## EXERCISE GOAL
Beginning with the first line, transcribe the entries below exactly through the line containing "length, 25-byte script.", inclusive.

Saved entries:
* * * * * * * * *

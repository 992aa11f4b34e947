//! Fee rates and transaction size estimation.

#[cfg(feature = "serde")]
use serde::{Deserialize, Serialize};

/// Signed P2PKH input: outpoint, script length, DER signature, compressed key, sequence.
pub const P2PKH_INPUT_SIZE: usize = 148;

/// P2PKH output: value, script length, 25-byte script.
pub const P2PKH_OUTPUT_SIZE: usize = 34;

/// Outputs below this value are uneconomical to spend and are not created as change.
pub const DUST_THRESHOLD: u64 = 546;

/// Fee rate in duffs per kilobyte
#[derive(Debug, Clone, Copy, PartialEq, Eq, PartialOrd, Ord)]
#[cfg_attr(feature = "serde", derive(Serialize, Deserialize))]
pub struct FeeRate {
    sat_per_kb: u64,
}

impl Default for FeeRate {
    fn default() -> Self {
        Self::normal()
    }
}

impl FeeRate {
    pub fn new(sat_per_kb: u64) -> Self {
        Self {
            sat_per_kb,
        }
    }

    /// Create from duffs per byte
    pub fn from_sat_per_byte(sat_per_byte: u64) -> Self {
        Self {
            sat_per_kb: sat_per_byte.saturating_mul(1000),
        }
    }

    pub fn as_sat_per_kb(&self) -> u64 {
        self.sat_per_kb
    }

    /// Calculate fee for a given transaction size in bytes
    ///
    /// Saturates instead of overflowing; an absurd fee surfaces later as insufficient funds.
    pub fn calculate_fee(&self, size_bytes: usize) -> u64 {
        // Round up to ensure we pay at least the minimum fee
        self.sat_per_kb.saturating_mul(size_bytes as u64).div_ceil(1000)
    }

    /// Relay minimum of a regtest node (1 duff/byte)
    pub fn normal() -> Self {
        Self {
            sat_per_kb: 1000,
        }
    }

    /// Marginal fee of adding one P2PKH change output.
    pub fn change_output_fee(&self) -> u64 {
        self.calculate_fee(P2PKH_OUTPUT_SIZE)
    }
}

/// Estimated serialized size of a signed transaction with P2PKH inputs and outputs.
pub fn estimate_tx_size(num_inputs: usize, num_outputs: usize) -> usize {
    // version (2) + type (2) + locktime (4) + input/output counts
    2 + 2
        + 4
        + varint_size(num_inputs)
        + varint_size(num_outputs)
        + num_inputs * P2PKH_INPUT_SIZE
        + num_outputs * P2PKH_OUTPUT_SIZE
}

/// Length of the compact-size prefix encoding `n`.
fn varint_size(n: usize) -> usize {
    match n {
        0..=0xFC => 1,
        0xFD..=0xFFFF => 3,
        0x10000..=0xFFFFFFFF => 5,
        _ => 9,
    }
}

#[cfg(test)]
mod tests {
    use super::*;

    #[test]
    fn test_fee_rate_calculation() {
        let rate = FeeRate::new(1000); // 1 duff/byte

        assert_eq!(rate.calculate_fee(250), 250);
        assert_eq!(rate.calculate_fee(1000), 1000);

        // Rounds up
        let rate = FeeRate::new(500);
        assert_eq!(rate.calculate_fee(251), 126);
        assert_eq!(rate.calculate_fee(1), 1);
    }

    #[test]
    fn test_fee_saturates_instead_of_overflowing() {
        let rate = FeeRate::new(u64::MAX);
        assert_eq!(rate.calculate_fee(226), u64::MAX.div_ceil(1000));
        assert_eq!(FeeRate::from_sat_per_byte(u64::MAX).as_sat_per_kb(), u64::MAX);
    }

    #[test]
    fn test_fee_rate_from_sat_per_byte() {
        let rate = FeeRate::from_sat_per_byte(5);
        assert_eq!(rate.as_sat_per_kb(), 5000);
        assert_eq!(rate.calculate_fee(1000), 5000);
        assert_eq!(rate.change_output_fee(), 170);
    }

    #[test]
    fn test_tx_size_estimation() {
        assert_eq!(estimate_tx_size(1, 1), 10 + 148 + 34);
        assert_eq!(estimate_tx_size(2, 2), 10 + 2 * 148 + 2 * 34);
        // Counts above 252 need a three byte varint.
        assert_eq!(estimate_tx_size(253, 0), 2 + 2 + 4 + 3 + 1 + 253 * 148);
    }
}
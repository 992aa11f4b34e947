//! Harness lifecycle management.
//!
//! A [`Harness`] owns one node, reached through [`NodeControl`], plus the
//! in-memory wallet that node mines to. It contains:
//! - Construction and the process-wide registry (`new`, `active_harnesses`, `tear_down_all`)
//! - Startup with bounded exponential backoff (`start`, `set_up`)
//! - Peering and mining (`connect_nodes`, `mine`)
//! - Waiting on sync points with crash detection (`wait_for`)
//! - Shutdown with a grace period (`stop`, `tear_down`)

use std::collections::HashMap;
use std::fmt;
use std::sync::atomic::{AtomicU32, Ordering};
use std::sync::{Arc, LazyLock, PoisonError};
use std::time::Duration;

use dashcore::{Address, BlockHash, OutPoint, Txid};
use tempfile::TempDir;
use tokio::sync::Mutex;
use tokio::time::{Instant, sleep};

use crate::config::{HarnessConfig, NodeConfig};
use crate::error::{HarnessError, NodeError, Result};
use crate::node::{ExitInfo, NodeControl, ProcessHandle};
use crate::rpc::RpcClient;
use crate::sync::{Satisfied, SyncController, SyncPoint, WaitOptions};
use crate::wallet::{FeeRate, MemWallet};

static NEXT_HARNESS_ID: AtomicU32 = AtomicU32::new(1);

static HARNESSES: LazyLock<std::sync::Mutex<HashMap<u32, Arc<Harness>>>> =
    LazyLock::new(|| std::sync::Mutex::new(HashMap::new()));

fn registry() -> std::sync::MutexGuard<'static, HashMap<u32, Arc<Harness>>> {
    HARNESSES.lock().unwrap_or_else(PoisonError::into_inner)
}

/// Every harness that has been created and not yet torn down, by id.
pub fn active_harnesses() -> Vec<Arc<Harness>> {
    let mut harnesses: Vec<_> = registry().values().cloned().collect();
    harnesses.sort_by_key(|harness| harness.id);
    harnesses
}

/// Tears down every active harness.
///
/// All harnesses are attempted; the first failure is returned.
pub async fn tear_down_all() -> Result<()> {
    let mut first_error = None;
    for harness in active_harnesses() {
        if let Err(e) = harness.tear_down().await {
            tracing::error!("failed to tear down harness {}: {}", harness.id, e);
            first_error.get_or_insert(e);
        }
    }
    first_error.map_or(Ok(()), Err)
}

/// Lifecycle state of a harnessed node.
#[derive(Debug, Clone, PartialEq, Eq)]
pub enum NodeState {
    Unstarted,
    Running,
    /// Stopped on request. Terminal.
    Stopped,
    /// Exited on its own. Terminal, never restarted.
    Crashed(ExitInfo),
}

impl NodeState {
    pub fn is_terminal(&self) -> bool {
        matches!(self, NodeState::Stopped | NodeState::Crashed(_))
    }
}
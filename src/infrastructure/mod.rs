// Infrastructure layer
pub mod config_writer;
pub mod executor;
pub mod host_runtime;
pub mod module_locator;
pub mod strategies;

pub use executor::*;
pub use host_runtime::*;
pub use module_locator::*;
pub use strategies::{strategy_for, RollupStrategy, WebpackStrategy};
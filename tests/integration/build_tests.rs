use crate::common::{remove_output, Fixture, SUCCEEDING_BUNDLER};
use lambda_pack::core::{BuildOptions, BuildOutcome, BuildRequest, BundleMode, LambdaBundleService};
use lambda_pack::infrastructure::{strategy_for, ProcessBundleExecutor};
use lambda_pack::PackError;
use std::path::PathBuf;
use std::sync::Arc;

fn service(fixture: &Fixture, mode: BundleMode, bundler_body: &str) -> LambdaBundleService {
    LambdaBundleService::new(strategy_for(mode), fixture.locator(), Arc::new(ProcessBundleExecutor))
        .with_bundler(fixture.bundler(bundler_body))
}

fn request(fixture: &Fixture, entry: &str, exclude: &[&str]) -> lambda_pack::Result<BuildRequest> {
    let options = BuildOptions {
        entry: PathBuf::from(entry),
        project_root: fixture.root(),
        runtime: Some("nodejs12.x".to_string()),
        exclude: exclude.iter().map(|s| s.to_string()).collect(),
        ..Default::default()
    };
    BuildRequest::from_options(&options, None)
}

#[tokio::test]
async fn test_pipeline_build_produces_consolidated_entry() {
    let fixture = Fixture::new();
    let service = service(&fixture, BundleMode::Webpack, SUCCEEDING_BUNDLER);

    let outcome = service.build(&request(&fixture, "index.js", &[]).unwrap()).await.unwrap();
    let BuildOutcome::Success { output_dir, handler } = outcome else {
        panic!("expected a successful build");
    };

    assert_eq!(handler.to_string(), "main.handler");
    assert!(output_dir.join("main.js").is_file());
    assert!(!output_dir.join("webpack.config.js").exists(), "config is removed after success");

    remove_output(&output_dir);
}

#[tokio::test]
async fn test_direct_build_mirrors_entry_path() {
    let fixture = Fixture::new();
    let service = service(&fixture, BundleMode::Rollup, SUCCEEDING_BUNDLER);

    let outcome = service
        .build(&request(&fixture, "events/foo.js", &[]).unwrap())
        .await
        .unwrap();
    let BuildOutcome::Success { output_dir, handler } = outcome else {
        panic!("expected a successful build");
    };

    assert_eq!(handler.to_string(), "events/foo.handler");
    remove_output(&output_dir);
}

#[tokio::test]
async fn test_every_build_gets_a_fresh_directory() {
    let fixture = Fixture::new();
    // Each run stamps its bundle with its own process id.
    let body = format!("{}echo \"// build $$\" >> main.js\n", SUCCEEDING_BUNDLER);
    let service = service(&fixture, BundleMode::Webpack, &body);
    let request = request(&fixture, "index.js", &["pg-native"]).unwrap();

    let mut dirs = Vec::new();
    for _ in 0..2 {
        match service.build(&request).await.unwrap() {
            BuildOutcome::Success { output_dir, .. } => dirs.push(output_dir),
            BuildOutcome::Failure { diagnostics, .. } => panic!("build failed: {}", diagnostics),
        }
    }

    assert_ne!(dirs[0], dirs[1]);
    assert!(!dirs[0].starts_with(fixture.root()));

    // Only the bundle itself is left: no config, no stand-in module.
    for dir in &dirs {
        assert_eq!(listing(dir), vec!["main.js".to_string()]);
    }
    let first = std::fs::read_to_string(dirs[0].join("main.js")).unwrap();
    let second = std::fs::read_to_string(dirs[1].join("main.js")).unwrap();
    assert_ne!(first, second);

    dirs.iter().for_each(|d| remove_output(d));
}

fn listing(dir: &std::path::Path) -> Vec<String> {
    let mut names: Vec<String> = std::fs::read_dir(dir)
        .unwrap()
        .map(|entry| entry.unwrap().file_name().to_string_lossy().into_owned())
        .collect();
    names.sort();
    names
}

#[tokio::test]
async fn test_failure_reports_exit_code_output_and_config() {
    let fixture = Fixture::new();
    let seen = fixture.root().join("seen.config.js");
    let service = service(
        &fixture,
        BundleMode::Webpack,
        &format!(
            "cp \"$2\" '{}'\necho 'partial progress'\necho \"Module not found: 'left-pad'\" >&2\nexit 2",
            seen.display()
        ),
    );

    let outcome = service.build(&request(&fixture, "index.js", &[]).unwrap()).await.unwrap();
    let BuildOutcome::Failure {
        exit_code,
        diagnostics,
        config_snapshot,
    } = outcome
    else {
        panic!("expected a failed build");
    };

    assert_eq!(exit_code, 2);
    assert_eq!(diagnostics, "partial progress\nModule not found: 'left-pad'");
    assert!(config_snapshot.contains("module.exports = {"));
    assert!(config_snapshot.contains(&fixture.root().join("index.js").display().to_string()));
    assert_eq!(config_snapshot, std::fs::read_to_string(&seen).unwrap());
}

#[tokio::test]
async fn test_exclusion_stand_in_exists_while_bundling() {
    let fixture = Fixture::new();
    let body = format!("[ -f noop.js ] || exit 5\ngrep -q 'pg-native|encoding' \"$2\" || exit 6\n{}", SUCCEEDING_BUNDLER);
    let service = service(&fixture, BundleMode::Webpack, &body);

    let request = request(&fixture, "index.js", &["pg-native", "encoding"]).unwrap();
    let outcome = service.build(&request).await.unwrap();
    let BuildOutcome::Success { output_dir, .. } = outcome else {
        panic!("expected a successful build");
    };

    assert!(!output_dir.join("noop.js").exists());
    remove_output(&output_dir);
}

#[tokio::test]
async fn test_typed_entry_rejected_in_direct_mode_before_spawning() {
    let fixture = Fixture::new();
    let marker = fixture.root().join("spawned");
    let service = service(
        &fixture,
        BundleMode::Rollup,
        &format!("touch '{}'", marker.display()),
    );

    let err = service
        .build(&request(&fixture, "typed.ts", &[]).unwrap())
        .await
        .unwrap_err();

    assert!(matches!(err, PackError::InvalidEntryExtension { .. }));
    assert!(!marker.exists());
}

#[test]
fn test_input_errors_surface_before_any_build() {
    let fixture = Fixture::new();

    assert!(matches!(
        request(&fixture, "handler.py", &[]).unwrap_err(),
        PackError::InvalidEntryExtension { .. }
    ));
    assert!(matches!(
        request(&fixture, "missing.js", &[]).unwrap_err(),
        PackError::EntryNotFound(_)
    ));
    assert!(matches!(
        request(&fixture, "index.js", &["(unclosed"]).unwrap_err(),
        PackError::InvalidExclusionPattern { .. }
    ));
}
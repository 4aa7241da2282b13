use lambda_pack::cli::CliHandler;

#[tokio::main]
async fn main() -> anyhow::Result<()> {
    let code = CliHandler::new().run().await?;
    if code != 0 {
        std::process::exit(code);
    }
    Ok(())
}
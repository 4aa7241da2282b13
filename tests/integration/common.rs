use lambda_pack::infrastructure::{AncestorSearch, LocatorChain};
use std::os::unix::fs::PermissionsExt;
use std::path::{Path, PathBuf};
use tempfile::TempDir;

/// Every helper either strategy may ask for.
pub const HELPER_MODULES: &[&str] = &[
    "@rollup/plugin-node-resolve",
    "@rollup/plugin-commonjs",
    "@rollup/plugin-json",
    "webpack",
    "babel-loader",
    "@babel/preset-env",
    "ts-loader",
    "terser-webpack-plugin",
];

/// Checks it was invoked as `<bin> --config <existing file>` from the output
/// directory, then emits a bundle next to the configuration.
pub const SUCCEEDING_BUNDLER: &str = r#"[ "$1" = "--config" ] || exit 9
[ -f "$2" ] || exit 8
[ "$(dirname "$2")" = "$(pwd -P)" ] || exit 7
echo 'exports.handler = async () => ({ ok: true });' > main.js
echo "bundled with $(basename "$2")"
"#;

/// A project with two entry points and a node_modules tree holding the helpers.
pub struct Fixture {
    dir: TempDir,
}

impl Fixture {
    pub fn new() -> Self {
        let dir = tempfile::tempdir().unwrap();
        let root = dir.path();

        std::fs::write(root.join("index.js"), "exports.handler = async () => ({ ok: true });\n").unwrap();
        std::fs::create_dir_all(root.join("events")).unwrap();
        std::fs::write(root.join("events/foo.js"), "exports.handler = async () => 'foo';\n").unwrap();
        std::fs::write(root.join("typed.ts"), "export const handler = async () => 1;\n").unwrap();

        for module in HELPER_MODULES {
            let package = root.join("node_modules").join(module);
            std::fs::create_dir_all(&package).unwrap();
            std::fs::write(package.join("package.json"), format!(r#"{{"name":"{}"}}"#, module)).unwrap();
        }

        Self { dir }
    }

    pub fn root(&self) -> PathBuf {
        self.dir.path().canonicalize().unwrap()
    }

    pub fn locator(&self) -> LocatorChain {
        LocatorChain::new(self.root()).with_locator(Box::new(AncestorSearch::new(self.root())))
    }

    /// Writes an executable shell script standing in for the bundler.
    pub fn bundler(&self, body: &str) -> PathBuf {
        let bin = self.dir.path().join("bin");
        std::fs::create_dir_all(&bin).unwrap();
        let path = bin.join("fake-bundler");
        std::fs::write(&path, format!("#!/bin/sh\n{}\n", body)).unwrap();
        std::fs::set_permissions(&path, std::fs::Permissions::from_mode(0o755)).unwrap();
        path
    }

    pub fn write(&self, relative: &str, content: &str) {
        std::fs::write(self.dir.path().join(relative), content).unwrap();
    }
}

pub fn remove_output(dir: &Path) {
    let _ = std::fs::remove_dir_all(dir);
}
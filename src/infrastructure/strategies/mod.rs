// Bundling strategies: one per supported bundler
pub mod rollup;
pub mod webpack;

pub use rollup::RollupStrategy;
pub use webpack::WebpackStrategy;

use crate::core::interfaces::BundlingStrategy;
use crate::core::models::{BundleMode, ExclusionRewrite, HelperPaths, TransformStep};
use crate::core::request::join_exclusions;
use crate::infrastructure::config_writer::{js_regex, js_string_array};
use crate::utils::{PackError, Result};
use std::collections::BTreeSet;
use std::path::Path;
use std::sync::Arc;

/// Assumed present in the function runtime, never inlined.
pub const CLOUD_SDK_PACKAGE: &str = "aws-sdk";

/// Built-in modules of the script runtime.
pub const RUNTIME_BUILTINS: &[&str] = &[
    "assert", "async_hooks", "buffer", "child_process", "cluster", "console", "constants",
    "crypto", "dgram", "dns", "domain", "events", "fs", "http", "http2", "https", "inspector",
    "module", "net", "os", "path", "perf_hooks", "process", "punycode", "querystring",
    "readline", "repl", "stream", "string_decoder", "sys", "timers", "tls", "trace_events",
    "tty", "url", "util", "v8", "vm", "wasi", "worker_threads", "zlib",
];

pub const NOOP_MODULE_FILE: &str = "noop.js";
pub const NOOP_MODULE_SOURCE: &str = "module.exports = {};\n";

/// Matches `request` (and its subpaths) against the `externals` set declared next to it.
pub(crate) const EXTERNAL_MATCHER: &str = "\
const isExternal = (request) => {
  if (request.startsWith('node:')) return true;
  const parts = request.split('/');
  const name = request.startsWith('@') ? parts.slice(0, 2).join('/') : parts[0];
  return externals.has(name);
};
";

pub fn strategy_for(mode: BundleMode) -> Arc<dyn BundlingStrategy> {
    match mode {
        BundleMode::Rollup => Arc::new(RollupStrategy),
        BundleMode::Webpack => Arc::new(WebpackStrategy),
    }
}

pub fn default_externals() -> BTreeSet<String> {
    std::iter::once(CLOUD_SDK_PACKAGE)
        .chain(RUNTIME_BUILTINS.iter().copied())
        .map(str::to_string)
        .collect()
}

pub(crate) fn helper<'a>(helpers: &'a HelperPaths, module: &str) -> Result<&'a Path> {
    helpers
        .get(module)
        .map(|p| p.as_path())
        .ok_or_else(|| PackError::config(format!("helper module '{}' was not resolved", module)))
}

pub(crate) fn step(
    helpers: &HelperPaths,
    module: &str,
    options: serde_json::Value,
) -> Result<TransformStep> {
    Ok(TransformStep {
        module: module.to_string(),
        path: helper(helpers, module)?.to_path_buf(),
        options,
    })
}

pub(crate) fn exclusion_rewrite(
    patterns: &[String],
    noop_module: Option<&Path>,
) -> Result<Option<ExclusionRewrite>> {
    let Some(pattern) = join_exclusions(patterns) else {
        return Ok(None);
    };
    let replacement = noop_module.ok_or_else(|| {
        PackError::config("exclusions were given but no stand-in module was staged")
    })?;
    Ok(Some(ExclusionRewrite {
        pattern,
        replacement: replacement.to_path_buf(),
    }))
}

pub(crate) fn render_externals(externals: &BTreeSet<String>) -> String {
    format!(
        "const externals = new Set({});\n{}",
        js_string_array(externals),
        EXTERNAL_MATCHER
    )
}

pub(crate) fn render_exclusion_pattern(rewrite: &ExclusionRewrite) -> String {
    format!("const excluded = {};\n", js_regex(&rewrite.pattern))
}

* * * * * * * * *

## WRITTEN SOLUTION
repository 992aa11f4b34e947
//! Fee rates and transaction size estimation.

#[cfg(feature = "serde")]
use serde::{Deserialize, Serialize};

/// Signed P2PKH input: outpoint, script length, DER signature, compressed key, sequence.
pub const P2PKH_INPUT_SIZE: usize = 148;

/// P2PKH output: value, script length, 25-byte script.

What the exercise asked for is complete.